SEAN: ERGs can be instruments of tremendous change. They can educate, inspire, create safe spaces, offer leadership opportunities, improve business results, and more — and I wanted to help drive that change.
MELISSA: ERGs are part of creating a company culture centered around acceptance, kindness and humanity. Last year I was diagnosed with (and beat) cancer. During that time, the amount of love and support my colleagues provided me and my wife was beyond what I could have imagined. With as open as my life had just become at work, many others took the opportunity to open up to me. I realized that I was working alongside people day in and day out without really knowing them. So, for me, the group was a way to create an environment where all employees felt comfortable enough to open up.
ABE: ERGs are a great way to gain exposure in the company to people outside of your immediate bubble. ERGs are also key for influencing company culture and policy. They teach employees of all levels about topics related to their group, work with senior leadership to drive initiatives across the company, and create fun/informative events that help develop and retain talent.
JAMES: Diversity allows us to see things from different perspectives. It is critical that we take these differences and leverage them in a way that benefits everyone. Henkel has a long-established history in diversity and inclusion. Our senior leadership team has been a strong advocate since the formation of the PRIDE ERG. By acting quickly, and launching strong employee resource groups in the U.S., along with continuing education and training on LGBTQ+ related topics, Henkel is taking important steps to show support.
What would you most like to share about Pride Month?
MELISSA: Pride began as a protest where people came together to drive meaningful change with their voices. Especially during these times, I’d like people to know the story of the Stonewall Uprising so they may be inspired to challenge the status quo of today’s world.
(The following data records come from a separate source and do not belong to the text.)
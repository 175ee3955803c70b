//! Seam stitching between adjacent tiles.
//!
//! Neighbour meshes are read from the [`MeshCache`]; only the mesh being
//! generated is written. Edges copy a full row or column of heights from the
//! neighbour's facing border, diagonals copy the single shared corner.

use tracing::trace;

use super::{GridLayout, MeshCache, MeshData};
use crate::coord::{Direction, TileId};

/// Copy border heights from every cached neighbour of `id` into `mesh`.
///
/// Neighbours whose vertex count differs from `layout` are skipped. Returns
/// the number of neighbours stitched against.
pub fn stitch_to_neighbors(
    mesh: &mut MeshData,
    layout: &GridLayout,
    id: TileId,
    cache: &MeshCache,
) -> usize {
    let mut stitched = 0;
    for (direction, neighbor_id) in id.neighbors() {
        let Some(neighbor) = cache.get(&neighbor_id) else {
            continue;
        };
        if neighbor.vertex_count() != layout.vertex_count() {
            trace!(
                tile = %id,
                neighbor = %neighbor_id,
                "Skipping neighbour with different resolution"
            );
            continue;
        }
        stitch_direction(mesh, &neighbor, layout, direction);
        stitched += 1;
    }
    stitched
}

/// Copy the shared border with the neighbour lying in `direction`.
pub fn stitch_direction(
    mesh: &mut MeshData,
    neighbor: &MeshData,
    layout: &GridLayout,
    direction: Direction,
) {
    let cap = layout.cap();
    let mut copy = |(ours_x, ours_y): (usize, usize), (theirs_x, theirs_y): (usize, usize)| {
        if let Some(height) = layout.height_at(neighbor, theirs_x, theirs_y) {
            layout.set_height_at(mesh, ours_x, ours_y, height);
        }
    };

    match direction {
        Direction::North => (0..=cap).for_each(|i| copy((i, 0), (i, cap))),
        Direction::South => (0..=cap).for_each(|i| copy((i, cap), (i, 0))),
        Direction::West => (0..=cap).for_each(|i| copy((0, i), (cap, i))),
        Direction::East => (0..=cap).for_each(|i| copy((cap, i), (0, i))),
        Direction::NorthWest => copy((0, 0), (cap, cap)),
        Direction::NorthEast => copy((cap, 0), (0, cap)),
        Direction::SouthWest => copy((0, cap), (cap, 0)),
        Direction::SouthEast => copy((cap, cap), (0, 0)),
    }
}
ABE: To me, Pride Month is about celebrating LGBTQ+ people, not in spite of their identity but because of it. It’s about going beyond just tolerating and accepting, learning to celebrate and value LGBTQ+ people in your life.
JAMES: PRIDE is a safe space for us to discuss and learn about the LGBTQ+ community as well as celebrate the beauty of diversity. More than ever, it is important that we come together to support, protect, and lobby for one another.
What does it mean to be an ally?
SEAN: Allyship is a journey: some folks are sympathetic bystanders, and others are at the front of the parade with flag in-hand. Your level of enthusiasm does not determine whether you’re an ally. What you do when you see harassment does. What you do to stop injustice does. Being an ally means that you stand up for a community, work to create safe spaces, and help ensure equality for traditionally under-represented groups like the LGBTQ+ community.
MELISSA: Being an ally means you’ve chosen to stand in solidarity with (typically) a marginalized group. Allies are a critical part of any movement because they show to others that you can support a group without personally identifying as a part of the community.
ABE: To me, being an ally is all about action. It’s showing up and speaking up both when things are comfortable and when they are not.